◆ Work required ◆
Work out how many lines in the data include the string "panic"; reply with that number alone.

START Information shown

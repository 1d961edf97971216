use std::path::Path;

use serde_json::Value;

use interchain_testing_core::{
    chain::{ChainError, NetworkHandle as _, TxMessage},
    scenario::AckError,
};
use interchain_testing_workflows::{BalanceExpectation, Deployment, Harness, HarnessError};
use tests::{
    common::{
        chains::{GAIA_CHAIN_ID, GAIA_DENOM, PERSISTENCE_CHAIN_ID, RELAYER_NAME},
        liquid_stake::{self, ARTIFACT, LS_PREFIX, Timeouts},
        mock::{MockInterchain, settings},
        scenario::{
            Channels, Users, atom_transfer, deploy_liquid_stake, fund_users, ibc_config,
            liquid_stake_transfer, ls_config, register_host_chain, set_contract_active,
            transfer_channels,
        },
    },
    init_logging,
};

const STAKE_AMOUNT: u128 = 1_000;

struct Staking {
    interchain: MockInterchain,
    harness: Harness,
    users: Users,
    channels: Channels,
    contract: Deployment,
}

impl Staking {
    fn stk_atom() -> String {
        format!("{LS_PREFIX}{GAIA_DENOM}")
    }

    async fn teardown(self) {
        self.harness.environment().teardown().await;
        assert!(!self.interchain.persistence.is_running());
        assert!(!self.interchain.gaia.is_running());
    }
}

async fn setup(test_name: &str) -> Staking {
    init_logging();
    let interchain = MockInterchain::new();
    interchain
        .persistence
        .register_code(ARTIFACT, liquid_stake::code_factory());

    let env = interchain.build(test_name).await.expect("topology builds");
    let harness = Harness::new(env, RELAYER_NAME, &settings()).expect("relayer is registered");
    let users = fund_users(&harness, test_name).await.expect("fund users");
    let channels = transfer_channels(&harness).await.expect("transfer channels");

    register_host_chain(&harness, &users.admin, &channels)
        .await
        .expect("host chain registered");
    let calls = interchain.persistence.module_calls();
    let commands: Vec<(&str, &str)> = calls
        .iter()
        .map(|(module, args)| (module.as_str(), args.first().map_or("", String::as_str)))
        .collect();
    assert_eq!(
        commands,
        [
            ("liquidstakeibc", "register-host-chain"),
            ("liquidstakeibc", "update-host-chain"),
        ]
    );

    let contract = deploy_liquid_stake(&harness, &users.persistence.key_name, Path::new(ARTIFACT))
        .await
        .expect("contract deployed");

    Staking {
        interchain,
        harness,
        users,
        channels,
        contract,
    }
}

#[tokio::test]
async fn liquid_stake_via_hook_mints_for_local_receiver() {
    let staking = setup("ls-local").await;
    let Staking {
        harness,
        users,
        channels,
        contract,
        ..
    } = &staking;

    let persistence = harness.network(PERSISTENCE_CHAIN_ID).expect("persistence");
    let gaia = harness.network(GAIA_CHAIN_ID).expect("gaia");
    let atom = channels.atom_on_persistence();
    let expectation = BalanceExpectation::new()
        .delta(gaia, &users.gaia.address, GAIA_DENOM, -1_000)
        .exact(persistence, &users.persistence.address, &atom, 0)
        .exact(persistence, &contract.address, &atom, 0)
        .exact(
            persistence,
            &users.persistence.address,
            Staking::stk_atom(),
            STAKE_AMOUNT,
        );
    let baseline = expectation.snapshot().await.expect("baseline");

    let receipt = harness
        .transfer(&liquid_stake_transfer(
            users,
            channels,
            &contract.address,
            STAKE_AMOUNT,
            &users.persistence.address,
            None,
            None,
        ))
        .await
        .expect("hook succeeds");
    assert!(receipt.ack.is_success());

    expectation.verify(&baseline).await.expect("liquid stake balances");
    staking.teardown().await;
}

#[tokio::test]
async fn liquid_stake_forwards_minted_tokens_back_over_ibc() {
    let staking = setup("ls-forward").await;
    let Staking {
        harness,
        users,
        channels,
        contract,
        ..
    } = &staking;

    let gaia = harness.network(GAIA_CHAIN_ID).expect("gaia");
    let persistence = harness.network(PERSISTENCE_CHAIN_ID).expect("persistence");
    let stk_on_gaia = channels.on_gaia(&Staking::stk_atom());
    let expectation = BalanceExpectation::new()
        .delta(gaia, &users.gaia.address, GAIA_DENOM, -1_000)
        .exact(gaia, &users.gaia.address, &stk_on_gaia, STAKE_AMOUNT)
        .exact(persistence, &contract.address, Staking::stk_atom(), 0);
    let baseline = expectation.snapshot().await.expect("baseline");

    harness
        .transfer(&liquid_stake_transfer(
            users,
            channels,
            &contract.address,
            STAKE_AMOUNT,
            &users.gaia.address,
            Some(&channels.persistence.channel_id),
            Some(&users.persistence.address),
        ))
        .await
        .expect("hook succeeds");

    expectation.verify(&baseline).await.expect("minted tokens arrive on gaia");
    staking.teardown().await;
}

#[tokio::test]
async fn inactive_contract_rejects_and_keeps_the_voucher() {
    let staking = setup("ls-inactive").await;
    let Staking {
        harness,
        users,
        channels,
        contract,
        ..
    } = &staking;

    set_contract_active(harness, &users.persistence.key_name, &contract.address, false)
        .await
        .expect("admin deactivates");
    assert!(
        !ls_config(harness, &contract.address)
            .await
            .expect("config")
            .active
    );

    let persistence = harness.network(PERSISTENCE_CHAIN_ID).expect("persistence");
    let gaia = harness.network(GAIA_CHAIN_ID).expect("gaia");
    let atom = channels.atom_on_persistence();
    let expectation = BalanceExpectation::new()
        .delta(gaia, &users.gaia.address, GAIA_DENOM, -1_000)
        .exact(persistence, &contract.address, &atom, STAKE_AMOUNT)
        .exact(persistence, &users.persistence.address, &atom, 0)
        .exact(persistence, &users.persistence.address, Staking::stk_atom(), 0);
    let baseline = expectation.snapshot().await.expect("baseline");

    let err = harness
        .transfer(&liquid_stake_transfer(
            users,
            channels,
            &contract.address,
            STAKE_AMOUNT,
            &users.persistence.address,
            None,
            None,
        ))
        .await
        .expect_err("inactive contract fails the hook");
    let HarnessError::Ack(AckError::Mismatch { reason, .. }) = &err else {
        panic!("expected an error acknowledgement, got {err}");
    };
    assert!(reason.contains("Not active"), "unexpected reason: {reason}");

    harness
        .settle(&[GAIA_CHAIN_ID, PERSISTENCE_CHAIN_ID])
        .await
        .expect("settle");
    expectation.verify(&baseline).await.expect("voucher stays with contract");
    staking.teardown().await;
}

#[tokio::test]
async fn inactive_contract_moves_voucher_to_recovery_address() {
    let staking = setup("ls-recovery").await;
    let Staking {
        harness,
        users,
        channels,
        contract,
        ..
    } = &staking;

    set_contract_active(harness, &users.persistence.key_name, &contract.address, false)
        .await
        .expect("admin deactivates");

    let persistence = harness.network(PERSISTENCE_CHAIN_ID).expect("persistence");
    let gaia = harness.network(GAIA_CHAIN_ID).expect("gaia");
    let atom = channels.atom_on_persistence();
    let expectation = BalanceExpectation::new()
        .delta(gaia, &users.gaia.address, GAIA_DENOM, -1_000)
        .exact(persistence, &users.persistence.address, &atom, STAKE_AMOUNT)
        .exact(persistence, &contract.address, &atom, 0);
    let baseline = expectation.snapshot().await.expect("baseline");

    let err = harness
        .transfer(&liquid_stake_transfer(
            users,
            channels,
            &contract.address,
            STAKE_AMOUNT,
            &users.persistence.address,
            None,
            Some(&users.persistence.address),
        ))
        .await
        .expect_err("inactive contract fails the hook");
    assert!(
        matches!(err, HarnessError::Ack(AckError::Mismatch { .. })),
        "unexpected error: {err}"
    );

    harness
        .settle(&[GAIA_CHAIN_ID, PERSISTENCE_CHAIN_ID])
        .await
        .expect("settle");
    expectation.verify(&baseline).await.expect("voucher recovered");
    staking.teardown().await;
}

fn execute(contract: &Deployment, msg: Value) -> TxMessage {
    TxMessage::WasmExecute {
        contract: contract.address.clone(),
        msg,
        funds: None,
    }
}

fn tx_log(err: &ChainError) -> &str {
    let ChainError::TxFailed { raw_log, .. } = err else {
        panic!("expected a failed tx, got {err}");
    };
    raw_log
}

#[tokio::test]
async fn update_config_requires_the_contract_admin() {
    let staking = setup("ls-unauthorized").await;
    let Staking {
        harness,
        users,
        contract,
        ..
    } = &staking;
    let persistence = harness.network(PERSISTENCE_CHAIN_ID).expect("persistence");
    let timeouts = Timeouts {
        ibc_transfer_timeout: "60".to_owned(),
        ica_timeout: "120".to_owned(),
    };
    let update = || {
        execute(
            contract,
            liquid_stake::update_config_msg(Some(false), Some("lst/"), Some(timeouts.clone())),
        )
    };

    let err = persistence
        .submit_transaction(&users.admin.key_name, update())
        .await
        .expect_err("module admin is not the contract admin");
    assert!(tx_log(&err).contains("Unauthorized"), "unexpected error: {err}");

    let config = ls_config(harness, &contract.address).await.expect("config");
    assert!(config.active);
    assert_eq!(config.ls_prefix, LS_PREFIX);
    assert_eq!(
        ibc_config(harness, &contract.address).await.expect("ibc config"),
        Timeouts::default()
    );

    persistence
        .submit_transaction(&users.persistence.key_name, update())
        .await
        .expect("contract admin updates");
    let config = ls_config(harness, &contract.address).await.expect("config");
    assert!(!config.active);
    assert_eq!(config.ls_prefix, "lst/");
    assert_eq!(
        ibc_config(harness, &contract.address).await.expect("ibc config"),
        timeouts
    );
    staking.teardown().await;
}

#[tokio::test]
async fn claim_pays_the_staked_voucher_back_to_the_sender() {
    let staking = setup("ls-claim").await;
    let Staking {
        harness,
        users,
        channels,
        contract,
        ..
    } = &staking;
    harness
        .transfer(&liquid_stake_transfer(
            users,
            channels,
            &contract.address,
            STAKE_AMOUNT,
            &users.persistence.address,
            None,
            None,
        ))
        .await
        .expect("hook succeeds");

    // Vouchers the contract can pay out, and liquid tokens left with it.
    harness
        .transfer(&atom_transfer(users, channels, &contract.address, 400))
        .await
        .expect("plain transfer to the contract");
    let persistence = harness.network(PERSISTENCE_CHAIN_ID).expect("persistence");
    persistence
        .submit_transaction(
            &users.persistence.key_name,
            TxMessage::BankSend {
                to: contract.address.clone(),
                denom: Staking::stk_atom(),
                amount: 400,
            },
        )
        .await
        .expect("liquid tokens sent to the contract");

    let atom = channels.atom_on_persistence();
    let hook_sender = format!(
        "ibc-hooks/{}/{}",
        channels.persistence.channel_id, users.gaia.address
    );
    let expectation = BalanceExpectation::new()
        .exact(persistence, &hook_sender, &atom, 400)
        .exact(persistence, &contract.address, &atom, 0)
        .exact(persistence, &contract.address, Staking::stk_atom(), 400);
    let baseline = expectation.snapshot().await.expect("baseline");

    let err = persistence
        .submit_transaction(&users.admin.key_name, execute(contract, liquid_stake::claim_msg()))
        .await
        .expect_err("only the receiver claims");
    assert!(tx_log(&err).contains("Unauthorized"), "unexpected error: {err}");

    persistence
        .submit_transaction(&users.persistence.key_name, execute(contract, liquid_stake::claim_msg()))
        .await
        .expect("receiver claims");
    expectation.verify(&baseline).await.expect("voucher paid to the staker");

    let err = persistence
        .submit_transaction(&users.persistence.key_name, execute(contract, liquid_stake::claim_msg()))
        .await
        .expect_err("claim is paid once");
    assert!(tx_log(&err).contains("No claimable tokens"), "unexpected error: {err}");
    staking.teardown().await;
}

END Information shown

◆ Output for this task ◆
2